* Work request *
How many of the lines below hold the string "Serialize"? Say only the number.

* Records for the task *
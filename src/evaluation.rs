//! Model evaluation on labelled data

use crate::core::Dataset;
use crate::model::Model;
use serde::Serialize;
use std::fmt;

/// Confusion counts of a binary classifier, +1 being the positive class
#[derive(Debug, Clone, Copy, PartialEq, Eq, Default, Serialize)]
pub struct EvaluationMetrics {
    pub true_positives: usize,
    pub true_negatives: usize,
    pub false_positives: usize,
    pub false_negatives: usize,
}

impl EvaluationMetrics {
    pub fn new(tp: usize, tn: usize, fp: usize, fn_: usize) -> Self {
        Self {
            true_positives: tp,
            true_negatives: tn,
            false_positives: fp,
            false_negatives: fn_,
        }
    }

    /// Number of evaluated samples
    pub fn total(&self) -> usize {
        self.true_positives + self.true_negatives + self.false_positives + self.false_negatives
    }

    /// Calculate accuracy: (TP + TN) / (TP + TN + FP + FN)
    pub fn accuracy(&self) -> f64 {
        ratio(self.true_positives + self.true_negatives, self.total())
    }

    /// Calculate precision: TP / (TP + FP)
    pub fn precision(&self) -> f64 {
        ratio(self.true_positives, self.true_positives + self.false_positives)
    }

    /// Calculate recall (sensitivity): TP / (TP + FN)
    pub fn recall(&self) -> f64 {
        ratio(self.true_positives, self.true_positives + self.false_negatives)
    }

    /// Calculate F1 score: 2 * (precision * recall) / (precision + recall)
    pub fn f1_score(&self) -> f64 {
        let p = self.precision();
        let r = self.recall();
        if p + r == 0.0 {
            0.0
        } else {
            2.0 * (p * r) / (p + r)
        }
    }

    /// Calculate specificity: TN / (TN + FP)
    pub fn specificity(&self) -> f64 {
        ratio(self.true_negatives, self.true_negatives + self.false_positives)
    }
}

fn ratio(numerator: usize, denominator: usize) -> f64 {
    if denominator == 0 {
        0.0
    } else {
        numerator as f64 / denominator as f64
    }
}

impl fmt::Display for EvaluationMetrics {
    fn fmt(&self, f: &mut fmt::Formatter<'_>) -> fmt::Result {
        writeln!(f, "Accuracy:    {:.4}", self.accuracy())?;
        writeln!(f, "Precision:   {:.4}", self.precision())?;
        writeln!(f, "Recall:      {:.4}", self.recall())?;
        writeln!(f, "F1 Score:    {:.4}", self.f1_score())?;
        writeln!(f, "Specificity: {:.4}", self.specificity())?;
        write!(
            f,
            "Confusion:   TP={} TN={} FP={} FN={}",
            self.true_positives, self.true_negatives, self.false_positives, self.false_negatives
        )
    }
}

/// Evaluate `model` on every sample of `dataset`
pub fn evaluate(model: &Model, dataset: &dyn Dataset) -> EvaluationMetrics {
    let mut metrics = EvaluationMetrics::default();
    for sample in dataset.samples() {
        match (model.predict(sample).label > 0.0, sample.label > 0.0) {
            (true, true) => metrics.true_positives += 1,
            (false, false) => metrics.true_negatives += 1,
            (true, false) => metrics.false_positives += 1,
            (false, true) => metrics.false_negatives += 1,
        }
    }
    metrics
}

* Response to this exercise *
2